Extracted information: Begin
//! Panel controllers driven through messages.

use std::cell::Cell;
use std::rc::Rc;

use bcfg_model::{
    ColorSlot, Opening, OpeningType, ReferralSource, RoofOrientation, RoofType, TemplateType,
    ViewMode, VisualizationFlag, Wall,
};
use bcfg_panels::view::RenderMode;
use bcfg_panels::{
    ColorPickerMessage, Configurator, Message, NavigationMessage, PanelId, QuoteMessage,
    SidebarMessage, TopBarMessage,
};

fn configurator(template: TemplateType) -> Configurator {
    let mut app = Configurator::default();
    app.update(Message::TemplateChosen(template));
    app
}

fn nav(app: &mut Configurator, msg: NavigationMessage) {
    app.update(Message::Navigation(msg));
}

#[test]
fn navigation_absent_without_configuration() {
    let app = Configurator::default();
    assert!(app.left_navigation().is_none());
    assert!(!app.top_control_bar().can_undo);
}

#[test]
fn sections_listed_in_order_with_default_expanded() {
    let app = configurator(TemplateType::IndustrialHall);
    let view = app.left_navigation().expect("navigation");
    let labels: Vec<&str> = view.sections.iter().map(|s| s.label).collect();
    insta::assert_snapshot!(
        labels.join(" | "),
        @"BUILDING | BAYS | SHEETING | OPENINGS | ACCESSORY | STRUCTURE | QUOTE"
    );
    assert_eq!(view.active, Some(PanelId::Building));
}

#[test]
fn clicking_sections_selects_and_collapses() {
    let mut app = configurator(TemplateType::IndustrialHall);

    nav(&mut app, NavigationMessage::SectionClicked(PanelId::Openings));
    assert_eq!(app.state().active_panel(), "openings");

    nav(&mut app, NavigationMessage::SectionClicked(PanelId::Openings));
    assert_eq!(app.state().active_panel(), "");
    let view = app.left_navigation().expect("navigation");
    assert_eq!(view.active, None);
    assert!(view.sections.iter().all(|s| !s.expanded));
    assert_eq!(app.state().history_len(), 1);
}

#[test]
fn numeric_fields_fall_back() {
    let mut app = configurator(TemplateType::Hangar);

    nav(&mut app, NavigationMessage::WidthChanged("abc".to_string()));
    nav(&mut app, NavigationMessage::EaveHeightChanged("0".to_string()));
    nav(&mut app, NavigationMessage::CraneCapacityChanged(String::new()));

    let config = app.state().building_config().expect("config");
    assert_eq!(config.dimensions.width, 12.0);
    assert_eq!(config.dimensions.eave_height, 6.0);
    assert!(config.crane.is_none());
    assert_eq!(app.state().history_len(), 4);
}

#[test]
fn building_form_updates_store() {
    let mut app = configurator(TemplateType::Warehouse);

    nav(&mut app, NavigationMessage::WidthChanged("42.5".to_string()));
    nav(&mut app, NavigationMessage::BaysPatternChanged("10*6".to_string()));
    nav(&mut app, NavigationMessage::FrameTypeSelected("lean_to".to_string()));
    nav(&mut app, NavigationMessage::SlopeSelected("1:15".to_string()));
    nav(&mut app, NavigationMessage::CraneCapacityChanged("7.5".to_string()));

    let view = app.left_navigation().expect("navigation");
    assert_eq!(view.building.width, 42.5);
    assert_eq!(view.building.frame_type, "lean_to");
    assert_eq!(view.building.slope, "1:15");
    assert_eq!(view.bays.bay_count, "10");
    assert_eq!(view.bays.bay_spacing, "6");
    assert_eq!(view.accessory.crane_capacity, 7.5);
    assert_eq!(view.building.width_bounds.min, 12.0);
    assert_eq!(view.building.width_bounds.max, Some(80.0));
    assert_eq!(view.building.eave_bounds.max, Some(15.0));
}

#[test]
fn orientation_only_for_single_slope() {
    let mut app = configurator(TemplateType::IndustrialHall);
    assert_eq!(app.left_navigation().expect("nav").building.orientation, None);

    nav(&mut app, NavigationMessage::RoofTypeSelected(RoofType::SingleSlope));
    // No orientation stored yet; the select still shows "right".
    assert_eq!(
        app.state().building_config().and_then(|c| c.roof.orientation),
        None
    );
    assert_eq!(
        app.left_navigation().expect("nav").building.orientation,
        Some(RoofOrientation::Right)
    );

    nav(
        &mut app,
        NavigationMessage::RoofOrientationSelected(RoofOrientation::Left),
    );
    assert_eq!(
        app.left_navigation().expect("nav").building.orientation,
        Some(RoofOrientation::Left)
    );
}

#[test]
fn color_picker_opens_chooses_and_closes() {
    let mut app = configurator(TemplateType::Workshop);

    app.update(ColorPickerMessage::Toggled(ColorSlot::RoofPanels).into());
    assert_eq!(app.ui().open_picker, Some(ColorSlot::RoofPanels));
    let view = app.left_navigation().expect("navigation");
    assert!(view.sheeting.roof_panels.open);
    assert!(!view.sheeting.wall_panels.open);

    app.update(
        ColorPickerMessage::Chosen {
            slot: ColorSlot::RoofPanels,
            code: "RAL 3000".to_string(),
        }
        .into(),
    );
    assert_eq!(app.ui().open_picker, None);
    let view = app.left_navigation().expect("navigation");
    assert_eq!(view.sheeting.roof_panels.selected.name, "Flame Red");
    assert_eq!(view.sheeting.roof_panels.display_name(), "Flame Red");
    assert_eq!(view.sheeting.wall_panels.value, "RAL 9002");

    app.update(ColorPickerMessage::Toggled(ColorSlot::Flashing).into());
    app.update(ColorPickerMessage::Dismissed.into());
    assert_eq!(app.ui().open_picker, None);
}

#[test]
fn openings_section_lists_current_openings() {
    let mut app = configurator(TemplateType::IndustrialHall);
    app.store_mut()
        .add_opening(Opening::new("rd-1", OpeningType::RollDoor, Wall::Back));

    let view = app.left_navigation().expect("navigation");
    assert_eq!(view.openings.available_types.len(), 5);
    assert_eq!(view.openings.openings.len(), 1);
    assert_eq!(view.openings.openings[0].type_label, "Roll door");
    assert_eq!(view.openings.openings[0].wall, Wall::Back);
    // Display-only pickers resolve unknown names to the first palette entry.
    assert_eq!(view.openings.color_previews[0].selected.code, "RAL 9002");
    assert_eq!(view.openings.color_previews[2].selected.code, "RAL 9006");
    assert!(view.openings.color_previews.iter().all(|p| p.slot.is_none()));
}

#[test]
fn sidebar_toggles_visualization_without_history() {
    let mut app = configurator(TemplateType::Agricultural);

    app.update(SidebarMessage::FlagToggled(VisualizationFlag::Faces, false).into());
    app.update(SidebarMessage::FlagToggled(VisualizationFlag::Purlins, true).into());
    app.update(SidebarMessage::PartsSectionToggled.into());

    let view = app.right_sidebar();
    assert!(!view.parts_open);
    assert!(view.visualization_open);
    assert_eq!(view.switches.len(), 2);
    assert_eq!(view.parts.len(), 11);
    assert_eq!(view.stats.mode, RenderMode::Wireframe);
    insta::assert_json_snapshot!(view.stats, @r#"
    {
      "visible": 11,
      "total": 13,
      "mode": "Wireframe"
    }
    "#);
    assert_eq!(app.state().history_len(), 1);
}

#[test]
fn top_bar_view_modes_and_undo() {
    let mut app = configurator(TemplateType::Workshop);
    nav(&mut app, NavigationMessage::WidthChanged("20".to_string()));

    app.update(TopBarMessage::ViewModeClicked(ViewMode::Right).into());
    let bar = app.top_control_bar();
    let active: Vec<&str> = bar
        .view_buttons
        .iter()
        .filter(|b| b.active)
        .map(|b| b.tooltip)
        .collect();
    assert_eq!(active, vec!["Right Side"]);
    assert!(bar.can_undo);
    assert!(!bar.can_redo);

    app.update(TopBarMessage::UndoClicked.into());
    assert_eq!(
        app.state().building_config().map(|c| c.dimensions.width),
        Some(12.0)
    );
    let bar = app.top_control_bar();
    assert!(!bar.can_undo);
    assert!(bar.can_redo);

    app.update(TopBarMessage::RedoClicked.into());
    assert_eq!(
        app.state().building_config().map(|c| c.dimensions.width),
        Some(20.0)
    );
}

#[test]
fn inert_buttons_change_nothing() {
    let mut app = configurator(TemplateType::Workshop);
    let notified = Rc::new(Cell::new(0));
    let counter = Rc::clone(&notified);
    app.store_mut()
        .subscribe(move |_| counter.set(counter.get() + 1));

    for msg in [
        TopBarMessage::HelpClicked,
        TopBarMessage::SaveClicked,
        TopBarMessage::ShareClicked,
    ] {
        app.update(msg.into());
    }
    app.update(Message::Noop);
    assert_eq!(notified.get(), 0);
}

#[test]
fn quote_draft_stays_local() {
    let mut app = configurator(TemplateType::Hangar);
    let draft = app.left_navigation().expect("navigation").quote.draft;
    assert_eq!(draft.sector, "Industrial");
    assert_eq!(draft.application, "Plants/Factories");
    assert_eq!(draft.realization_year, 2025);

    app.update(QuoteMessage::SectorSelected("Logistics".to_string()).into());
    app.update(QuoteMessage::RealizationYearSelected(2027).into());
    app.update(QuoteMessage::ReferralSelected(ReferralSource::Exhibition).into());
    app.update(QuoteMessage::NotesChanged("Two cranes".to_string()).into());
    app.update(QuoteMessage::SendClicked.into());

    let quote = &app.ui().quote;
    assert_eq!(quote.sector, "Logistics");
    assert_eq!(quote.realization_year, 2027);
    assert_eq!(quote.referral, Some(ReferralSource::Exhibition));
    assert_eq!(quote.notes, "Two cranes");
    assert_eq!(app.state().history_len(), 1);
}

#[test]
fn reset_hides_navigation() {
    let mut app = configurator(TemplateType::Workshop);
    app.update(ColorPickerMessage::Toggled(ColorSlot::BasePlate).into());
    app.update(Message::ResetRequested);

    assert!(app.left_navigation().is_none());
    assert_eq!(app.ui().open_picker, None);
    assert_eq!(app.state().history_index(), None);
}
Extracted information: End
▶ What is expected: Go through the listing above and find each line that contains "cranes", then copy it.

▶ Answer area:
    app.update(QuoteMessage::NotesChanged("Two cranes".to_string()).into());
    assert_eq!(quote.notes, "Two cranes");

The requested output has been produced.